Without deciding whether the ETS passes constitutional muster, the court concluded that the scope of the ETS grossly exceeded OSHA’s statutory authority. The Court noted that the ETS “is both overinclusive (applying to employers and employees in virtually all industries and workplaces in America, with little attempt to account for the obvious differences between the risks facing, say, a security guard on a lonely night shift, and a meatpacker working shoulder to shoulder in a cramped warehouse) and underinclusive (purporting to save employees with 99 or more coworkers from a ‘grave danger’ in the workplace, while making no attempt to shield employees with 98 or fewer coworkers from the very same threat).” The Court also concluded that the ETS is “staggeringly overbroad” and that OSHA failed to account for the fact that the ongoing threat of COVID-19 is more dangerous to some employees than to others: “[A]ll else equal, a 28 year-old trucker spending the bulk of his workday in the solitude of his cab is simply less vulnerable to COVID-19 than a 62 year-old prison janitor. Likewise, a naturally immune unvaccinated worker is presumably at less risk than an unvaccinated worker who has never had the virus. The list goes on, but one constant remains — the Mandate fails almost completely to address, or even respond to, much of this reality and common sense.”

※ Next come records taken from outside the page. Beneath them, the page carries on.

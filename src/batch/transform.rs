//! Transform (§1 Glossary, §4.6 step 5c): "the per-point computation that
//! maps inputs to a result." Typically delegates to the RPN VM (§4.7), but
//! kept as a trait object rather than baking the VM into `Point` directly
//! — a loader may bind a summarizer (§4.7 "Summarizer mode") or a future
//! built-in to the same per-point slot (§9 Design Notes "Deep class
//! hierarchies": plug-in behavior behind an opaque handle).

use std::fmt;

use crate::error::Result;
use crate::vm::{compile_program, Context, Evaluator, Instr, Registers};
use crate::value::tagged::Value;

pub trait Transform: fmt::Debug + Send + Sync {
    /// Computes this point's value for one `(point, stamp)`. `registers`
    /// carries `$name` program-register state across calls that share one
    /// `Transform` instance within a single evaluation (ordinary RPN
    /// transforms get a fresh `Registers` per call from the batch engine;
    /// `SummarizerTransform::summarize` below threads its own across its
    /// initial/step/final sequence).
    fn apply_to(&self, evaluator: &Evaluator, context: &Context, registers: &mut Registers) -> Result<Option<Value>>;
}

/// The common case: one compiled RPN program run once per `(point, stamp)`
/// (§8 scenario 4, scenario 5).
#[derive(Debug, Clone)]
pub struct RpnTransform {
    program: Vec<Instr>,
}

impl RpnTransform {
    pub fn compile(source: &str) -> Result<Self> {
        Ok(Self { program: compile_program(source)? })
    }
}

impl Transform for RpnTransform {
    fn apply_to(&self, evaluator: &Evaluator, context: &Context, registers: &mut Registers) -> Result<Option<Value>> {
        let value = evaluator.eval(&self.program, context, registers)?;
        Ok(if value.is_null() { None } else { Some(value) })
    }
}

/// Summarizer mode (§4.7 "Summarizer mode", §11 Supplemented Features):
/// three named programs — `initial` once at batch start, `step` once per
/// input sample in the window, `final` once to produce the emitted value
/// — with state threaded through shared `Registers` (§8 scenario 6, the
/// RSD summarizer).
///
/// The distilled spec's worked `step` program references the current
/// window sample with a bare `$` (no index); this tokenizer only defines
/// indexed `$n`/`$0` input variables (§4.7 Variables), so `summarize`
/// realizes each sample as the sole `$1` input of its own one-input
/// `Context` (see DESIGN.md for this resolution).
#[derive(Debug, Clone)]
pub struct SummarizerTransform {
    initial: Vec<Instr>,
    step: Vec<Instr>,
    finalize: Vec<Instr>,
}

impl SummarizerTransform {
    pub fn compile(initial: &str, step: &str, finalize: &str) -> Result<Self> {
        Ok(Self {
            initial: compile_program(initial)?,
            step: compile_program(step)?,
            finalize: compile_program(finalize)?,
        })
    }

    /// Runs `initial` against `final_context` (the window's result-point
    /// identity and params, with no inputs), then `step` once per entry of
    /// `window` (each entry supplies `$1` of its own `Context`), then
    /// `final` against `final_context` again, returning its result.
    pub fn summarize(
        &self,
        evaluator: &Evaluator,
        window: &[Context],
        final_context: &Context,
        registers: &mut Registers,
    ) -> Result<Option<Value>> {
        evaluator.eval(&self.initial, final_context, registers)?;
        for step_context in window {
            evaluator.eval(&self.step, step_context, registers)?;
        }
        let value = evaluator.eval(&self.finalize, final_context, registers)?;
        Ok(if value.is_null() { None } else { Some(value) })
    }
}

#[cfg(test)]
mod tests {
    use super::*;
    use crate::vm::InputSlot;
    use crate::temporal::Timestamp;

    #[test]
    fn rpn_transform_multiplies_its_input() {
        let transform = RpnTransform::compile("$1 2 *").unwrap();
        let context = Context::new("B").with_input(InputSlot::new("A", Timestamp::from_raw(0), Some(Value::Long(5))));
        let evaluator = Evaluator::new();
        let mut registers = Registers::new();
        let result = transform.apply_to(&evaluator, &context, &mut registers).unwrap();
        assert_eq!(result, Some(Value::Long(10)));
    }

    #[test]
    fn rpn_transform_returning_null_yields_none() {
        let transform = RpnTransform::compile("null").unwrap();
        let context = Context::new("B");
        let evaluator = Evaluator::new();
        let mut registers = Registers::new();
        assert_eq!(transform.apply_to(&evaluator, &context, &mut registers).unwrap(), None);
    }

    #[test]
    fn summarizer_averages_a_window() {
        // initial: running sum 0, count 0. step: add $1 to #sum, bump #count.
        // final: #sum / #count.
        let transform = SummarizerTransform::compile(
            "0.0 :sum= 0 :count=",
            "$sum $1 + :sum= $count 1 + :count=",
            "$sum $count /",
        )
        .unwrap();
        let evaluator = Evaluator::new();
        let mut registers = Registers::new();
        let window: Vec<Context> = [1.0, 2.0, 3.0]
            .iter()
            .map(|v| Context::new("W").with_input(InputSlot::new("in", Timestamp::from_raw(0), Some(Value::Double(*v)))))
            .collect();
        let final_context = Context::new("W");
        let result = transform.summarize(&evaluator, &window, &final_context, &mut registers).unwrap();
        assert_eq!(result, Some(Value::Double(2.0)));
    }
}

Finally, the Court questioned OSHA’s premise that “emergency” circumstances justified the ETS because the ETS does not protect those who work for employers with fewer than 100 employees. The court concluded that the true purpose for the ETS was not to enhance workplace safety, but to increase vaccination rates by any means necessary. The Court also questioned the purported “emergency” supporting the need for the ETS by citing prior statements by OSHA and the Biden Administration that neither an ETS nor vaccine mandate were necessary.

In sum, the Fifth Circuit concluded that Petitioners are likely to succeed on the merits, would suffer irreparable harm if the ETS were not stayed, that Respondent OSHA would suffer no harm if stayed, and the public’s interest in staying the ETS pending a ruling on the merits, thereby justifying affirmation of its November 6 order staying the ETS until a full trial on the merits.